Collected data
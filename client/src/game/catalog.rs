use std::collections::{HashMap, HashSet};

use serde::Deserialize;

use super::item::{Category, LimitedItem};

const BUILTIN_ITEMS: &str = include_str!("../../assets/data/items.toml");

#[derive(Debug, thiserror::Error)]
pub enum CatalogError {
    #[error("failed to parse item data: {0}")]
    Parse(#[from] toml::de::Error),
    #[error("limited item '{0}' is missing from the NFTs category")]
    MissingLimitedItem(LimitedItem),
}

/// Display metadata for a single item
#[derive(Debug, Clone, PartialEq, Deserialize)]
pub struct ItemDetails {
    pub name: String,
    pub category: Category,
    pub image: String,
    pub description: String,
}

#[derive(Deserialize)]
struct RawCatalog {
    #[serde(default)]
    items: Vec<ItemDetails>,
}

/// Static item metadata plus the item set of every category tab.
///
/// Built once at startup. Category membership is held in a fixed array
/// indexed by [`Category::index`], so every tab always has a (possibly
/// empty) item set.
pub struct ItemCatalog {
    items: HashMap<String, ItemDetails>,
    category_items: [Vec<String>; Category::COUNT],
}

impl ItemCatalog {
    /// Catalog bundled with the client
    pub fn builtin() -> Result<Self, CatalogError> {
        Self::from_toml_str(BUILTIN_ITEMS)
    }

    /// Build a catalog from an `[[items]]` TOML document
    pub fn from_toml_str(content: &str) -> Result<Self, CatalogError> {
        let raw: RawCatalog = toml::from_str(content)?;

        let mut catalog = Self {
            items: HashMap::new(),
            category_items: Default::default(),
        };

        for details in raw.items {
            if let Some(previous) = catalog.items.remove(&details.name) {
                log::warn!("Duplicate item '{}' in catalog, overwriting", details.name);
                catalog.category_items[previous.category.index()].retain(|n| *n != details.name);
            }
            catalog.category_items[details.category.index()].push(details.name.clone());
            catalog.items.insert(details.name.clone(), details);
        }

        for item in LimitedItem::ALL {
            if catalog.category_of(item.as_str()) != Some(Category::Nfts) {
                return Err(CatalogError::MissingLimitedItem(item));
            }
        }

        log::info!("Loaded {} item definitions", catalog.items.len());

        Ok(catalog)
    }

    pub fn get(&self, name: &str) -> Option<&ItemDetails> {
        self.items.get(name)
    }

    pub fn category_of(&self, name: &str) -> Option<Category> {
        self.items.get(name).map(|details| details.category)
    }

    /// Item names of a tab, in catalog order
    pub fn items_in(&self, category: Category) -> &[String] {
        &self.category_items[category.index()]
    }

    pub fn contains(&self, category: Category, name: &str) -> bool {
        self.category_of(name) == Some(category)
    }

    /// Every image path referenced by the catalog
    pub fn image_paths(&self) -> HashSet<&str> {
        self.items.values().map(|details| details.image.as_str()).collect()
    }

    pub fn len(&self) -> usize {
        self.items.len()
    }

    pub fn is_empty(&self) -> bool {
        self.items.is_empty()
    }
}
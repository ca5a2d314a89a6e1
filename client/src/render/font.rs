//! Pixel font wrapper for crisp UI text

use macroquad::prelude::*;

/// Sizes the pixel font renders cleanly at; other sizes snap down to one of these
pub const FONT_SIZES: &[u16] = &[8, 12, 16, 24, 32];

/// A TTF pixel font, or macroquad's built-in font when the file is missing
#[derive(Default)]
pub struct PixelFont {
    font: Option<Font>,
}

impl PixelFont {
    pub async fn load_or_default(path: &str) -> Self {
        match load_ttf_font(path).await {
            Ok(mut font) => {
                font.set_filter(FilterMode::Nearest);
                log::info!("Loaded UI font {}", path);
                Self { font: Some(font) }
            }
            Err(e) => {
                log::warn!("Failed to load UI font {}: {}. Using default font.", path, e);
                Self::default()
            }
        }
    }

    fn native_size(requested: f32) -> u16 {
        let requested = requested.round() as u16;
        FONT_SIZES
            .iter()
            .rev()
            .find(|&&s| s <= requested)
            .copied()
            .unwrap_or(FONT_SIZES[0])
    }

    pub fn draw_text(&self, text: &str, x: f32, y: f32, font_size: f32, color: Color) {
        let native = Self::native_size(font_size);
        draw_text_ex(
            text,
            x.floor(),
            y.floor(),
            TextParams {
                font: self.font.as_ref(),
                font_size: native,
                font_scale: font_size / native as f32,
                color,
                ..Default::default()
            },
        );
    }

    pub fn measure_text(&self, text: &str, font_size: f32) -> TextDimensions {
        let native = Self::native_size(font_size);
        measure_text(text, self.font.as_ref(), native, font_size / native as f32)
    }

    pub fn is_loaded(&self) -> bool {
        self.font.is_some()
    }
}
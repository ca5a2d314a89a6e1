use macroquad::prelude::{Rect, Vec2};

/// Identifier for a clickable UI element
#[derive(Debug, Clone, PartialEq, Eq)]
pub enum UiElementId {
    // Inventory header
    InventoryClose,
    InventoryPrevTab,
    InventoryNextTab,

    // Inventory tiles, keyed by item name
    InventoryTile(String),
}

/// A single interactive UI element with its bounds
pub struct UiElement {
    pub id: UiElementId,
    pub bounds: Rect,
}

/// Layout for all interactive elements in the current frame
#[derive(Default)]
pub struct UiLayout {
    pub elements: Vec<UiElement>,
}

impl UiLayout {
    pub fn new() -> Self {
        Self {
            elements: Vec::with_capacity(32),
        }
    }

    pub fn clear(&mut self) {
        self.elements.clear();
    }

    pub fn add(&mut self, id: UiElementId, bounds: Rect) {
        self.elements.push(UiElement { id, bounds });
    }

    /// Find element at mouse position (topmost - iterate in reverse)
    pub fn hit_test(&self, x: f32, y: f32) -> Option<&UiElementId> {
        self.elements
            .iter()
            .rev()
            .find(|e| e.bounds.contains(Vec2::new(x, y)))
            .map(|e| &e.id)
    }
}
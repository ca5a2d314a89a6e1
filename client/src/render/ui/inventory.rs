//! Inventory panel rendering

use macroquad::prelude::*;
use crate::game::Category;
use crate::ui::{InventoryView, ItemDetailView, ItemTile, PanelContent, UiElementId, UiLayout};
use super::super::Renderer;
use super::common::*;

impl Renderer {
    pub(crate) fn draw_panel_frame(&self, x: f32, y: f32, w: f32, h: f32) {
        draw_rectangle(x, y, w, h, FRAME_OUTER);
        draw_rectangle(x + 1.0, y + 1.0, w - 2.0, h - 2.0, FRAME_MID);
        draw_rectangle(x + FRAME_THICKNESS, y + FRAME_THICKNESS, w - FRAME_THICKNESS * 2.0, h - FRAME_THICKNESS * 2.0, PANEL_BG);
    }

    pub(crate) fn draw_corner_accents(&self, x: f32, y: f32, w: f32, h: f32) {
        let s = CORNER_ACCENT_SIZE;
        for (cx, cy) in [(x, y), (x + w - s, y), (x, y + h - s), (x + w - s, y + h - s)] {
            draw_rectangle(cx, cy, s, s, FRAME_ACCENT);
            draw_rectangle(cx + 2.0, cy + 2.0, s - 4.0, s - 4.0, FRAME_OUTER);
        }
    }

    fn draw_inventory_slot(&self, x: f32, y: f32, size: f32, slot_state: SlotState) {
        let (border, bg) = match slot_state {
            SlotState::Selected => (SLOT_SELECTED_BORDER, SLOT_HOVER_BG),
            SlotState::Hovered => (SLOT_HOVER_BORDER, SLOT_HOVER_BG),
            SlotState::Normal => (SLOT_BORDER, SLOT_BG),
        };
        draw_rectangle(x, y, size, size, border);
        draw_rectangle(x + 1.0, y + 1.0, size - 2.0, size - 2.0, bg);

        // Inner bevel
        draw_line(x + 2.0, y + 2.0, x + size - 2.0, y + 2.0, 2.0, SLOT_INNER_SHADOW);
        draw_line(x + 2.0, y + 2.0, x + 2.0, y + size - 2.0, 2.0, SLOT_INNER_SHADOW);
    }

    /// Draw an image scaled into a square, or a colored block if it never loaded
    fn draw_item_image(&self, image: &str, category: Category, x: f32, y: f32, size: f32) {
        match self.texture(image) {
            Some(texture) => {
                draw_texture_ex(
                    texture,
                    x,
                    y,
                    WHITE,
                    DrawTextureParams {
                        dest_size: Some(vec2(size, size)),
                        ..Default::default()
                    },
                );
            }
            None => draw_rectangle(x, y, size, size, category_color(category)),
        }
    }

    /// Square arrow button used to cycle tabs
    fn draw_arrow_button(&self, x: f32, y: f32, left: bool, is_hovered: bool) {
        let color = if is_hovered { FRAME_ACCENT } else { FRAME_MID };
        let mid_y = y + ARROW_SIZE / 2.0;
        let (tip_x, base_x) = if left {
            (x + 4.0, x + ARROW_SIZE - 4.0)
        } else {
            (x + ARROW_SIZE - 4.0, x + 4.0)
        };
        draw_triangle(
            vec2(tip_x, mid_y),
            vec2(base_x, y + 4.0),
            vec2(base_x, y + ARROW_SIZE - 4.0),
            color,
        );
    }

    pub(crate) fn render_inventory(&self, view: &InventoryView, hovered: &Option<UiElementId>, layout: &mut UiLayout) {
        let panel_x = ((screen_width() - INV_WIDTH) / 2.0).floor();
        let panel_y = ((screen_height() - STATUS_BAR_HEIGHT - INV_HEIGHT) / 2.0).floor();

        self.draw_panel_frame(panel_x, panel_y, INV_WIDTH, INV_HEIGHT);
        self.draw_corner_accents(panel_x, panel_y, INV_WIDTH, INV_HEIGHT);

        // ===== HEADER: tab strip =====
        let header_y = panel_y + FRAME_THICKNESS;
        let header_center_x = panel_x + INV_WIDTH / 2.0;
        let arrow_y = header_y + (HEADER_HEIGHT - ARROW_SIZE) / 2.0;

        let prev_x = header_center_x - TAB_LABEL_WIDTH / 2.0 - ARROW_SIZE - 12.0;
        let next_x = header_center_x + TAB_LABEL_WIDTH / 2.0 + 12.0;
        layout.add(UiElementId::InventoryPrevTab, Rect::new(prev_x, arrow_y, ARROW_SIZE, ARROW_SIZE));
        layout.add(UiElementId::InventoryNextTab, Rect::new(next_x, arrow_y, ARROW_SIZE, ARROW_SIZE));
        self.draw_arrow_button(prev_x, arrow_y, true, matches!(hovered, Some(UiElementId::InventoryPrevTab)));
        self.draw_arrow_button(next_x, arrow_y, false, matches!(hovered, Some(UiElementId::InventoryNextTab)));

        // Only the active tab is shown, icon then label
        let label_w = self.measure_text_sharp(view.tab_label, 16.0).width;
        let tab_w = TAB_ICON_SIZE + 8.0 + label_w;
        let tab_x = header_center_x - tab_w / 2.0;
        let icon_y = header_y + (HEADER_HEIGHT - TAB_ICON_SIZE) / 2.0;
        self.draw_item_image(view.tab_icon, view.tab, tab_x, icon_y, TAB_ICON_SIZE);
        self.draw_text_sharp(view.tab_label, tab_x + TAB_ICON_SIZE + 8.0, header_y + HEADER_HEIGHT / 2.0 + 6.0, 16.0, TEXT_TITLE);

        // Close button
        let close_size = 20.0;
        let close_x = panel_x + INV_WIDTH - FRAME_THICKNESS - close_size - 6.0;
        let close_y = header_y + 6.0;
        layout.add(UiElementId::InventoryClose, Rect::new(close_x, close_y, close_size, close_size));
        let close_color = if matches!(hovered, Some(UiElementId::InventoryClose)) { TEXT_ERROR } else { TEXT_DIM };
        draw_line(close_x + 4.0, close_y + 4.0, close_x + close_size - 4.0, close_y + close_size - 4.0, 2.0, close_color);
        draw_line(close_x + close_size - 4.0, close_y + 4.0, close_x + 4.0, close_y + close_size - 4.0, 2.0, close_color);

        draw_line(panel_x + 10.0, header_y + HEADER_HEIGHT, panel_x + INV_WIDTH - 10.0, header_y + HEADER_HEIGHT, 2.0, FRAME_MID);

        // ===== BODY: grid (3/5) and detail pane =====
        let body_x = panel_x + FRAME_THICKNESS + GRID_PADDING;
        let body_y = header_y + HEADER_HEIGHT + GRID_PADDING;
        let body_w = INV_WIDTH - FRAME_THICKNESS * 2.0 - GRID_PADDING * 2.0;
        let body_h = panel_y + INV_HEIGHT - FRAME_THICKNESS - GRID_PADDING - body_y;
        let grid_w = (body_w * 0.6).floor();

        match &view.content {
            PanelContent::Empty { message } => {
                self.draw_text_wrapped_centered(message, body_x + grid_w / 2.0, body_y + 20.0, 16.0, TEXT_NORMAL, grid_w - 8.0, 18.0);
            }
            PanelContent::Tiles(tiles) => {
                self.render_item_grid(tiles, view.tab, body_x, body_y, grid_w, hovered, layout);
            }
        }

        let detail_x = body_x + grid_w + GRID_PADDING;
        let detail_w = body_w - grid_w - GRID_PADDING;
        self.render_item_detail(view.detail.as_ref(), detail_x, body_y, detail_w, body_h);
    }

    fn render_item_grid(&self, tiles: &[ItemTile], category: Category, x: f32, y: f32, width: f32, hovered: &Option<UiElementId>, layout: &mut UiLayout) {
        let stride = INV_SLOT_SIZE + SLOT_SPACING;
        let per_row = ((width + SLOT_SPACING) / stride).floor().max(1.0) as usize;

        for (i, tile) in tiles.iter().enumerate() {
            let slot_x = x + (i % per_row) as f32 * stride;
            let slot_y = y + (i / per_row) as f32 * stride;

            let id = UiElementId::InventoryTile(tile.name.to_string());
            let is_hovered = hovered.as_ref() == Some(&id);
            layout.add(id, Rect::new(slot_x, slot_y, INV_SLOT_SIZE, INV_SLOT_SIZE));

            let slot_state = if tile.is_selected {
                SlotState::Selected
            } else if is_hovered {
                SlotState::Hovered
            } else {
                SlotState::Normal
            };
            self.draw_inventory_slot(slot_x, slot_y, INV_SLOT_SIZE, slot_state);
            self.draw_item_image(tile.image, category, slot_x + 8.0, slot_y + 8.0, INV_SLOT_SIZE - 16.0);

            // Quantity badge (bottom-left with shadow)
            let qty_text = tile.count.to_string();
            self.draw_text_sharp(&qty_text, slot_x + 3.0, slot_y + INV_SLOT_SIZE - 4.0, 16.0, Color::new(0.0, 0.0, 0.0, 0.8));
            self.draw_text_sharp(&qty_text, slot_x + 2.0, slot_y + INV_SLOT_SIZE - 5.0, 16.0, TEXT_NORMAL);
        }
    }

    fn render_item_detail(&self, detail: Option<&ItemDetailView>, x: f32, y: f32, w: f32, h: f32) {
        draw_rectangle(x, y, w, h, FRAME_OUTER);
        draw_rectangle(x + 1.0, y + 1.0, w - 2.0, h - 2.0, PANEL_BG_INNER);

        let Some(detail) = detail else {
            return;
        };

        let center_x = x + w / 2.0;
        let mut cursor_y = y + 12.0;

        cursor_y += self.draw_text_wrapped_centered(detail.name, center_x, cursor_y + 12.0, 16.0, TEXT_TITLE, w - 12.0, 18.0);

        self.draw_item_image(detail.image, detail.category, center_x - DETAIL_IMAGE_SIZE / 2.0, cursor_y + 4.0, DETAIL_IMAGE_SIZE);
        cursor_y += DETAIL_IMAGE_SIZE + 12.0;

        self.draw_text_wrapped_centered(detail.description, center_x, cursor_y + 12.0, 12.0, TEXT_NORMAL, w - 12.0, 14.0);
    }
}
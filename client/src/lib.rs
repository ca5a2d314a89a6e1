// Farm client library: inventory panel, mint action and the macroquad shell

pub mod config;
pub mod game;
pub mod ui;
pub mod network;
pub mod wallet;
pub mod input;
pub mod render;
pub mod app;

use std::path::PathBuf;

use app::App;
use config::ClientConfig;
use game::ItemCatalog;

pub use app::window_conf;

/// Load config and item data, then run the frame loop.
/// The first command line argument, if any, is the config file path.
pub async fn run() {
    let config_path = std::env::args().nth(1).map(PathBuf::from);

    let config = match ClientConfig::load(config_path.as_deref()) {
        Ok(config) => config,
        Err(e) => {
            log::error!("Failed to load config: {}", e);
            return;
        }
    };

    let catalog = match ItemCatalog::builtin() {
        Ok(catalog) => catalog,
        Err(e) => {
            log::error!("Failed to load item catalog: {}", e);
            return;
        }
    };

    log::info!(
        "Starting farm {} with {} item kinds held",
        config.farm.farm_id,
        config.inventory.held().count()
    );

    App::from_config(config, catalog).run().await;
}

→ **THE TASK**: Starting at the first line of the data above, retype each line exactly until you reach the line containing "#[derive(Debug, thiserror::Error)]", and include that line too.

→ **ANSWER SECTION**:
filename client/src/game/catalog.rs
use std::collections::{HashMap, HashSet};

use serde::Deserialize;

use super::item::{Category, LimitedItem};

const BUILTIN_ITEMS: &str = include_str!("../../assets/data/items.toml");

#[derive(Debug, thiserror::Error)]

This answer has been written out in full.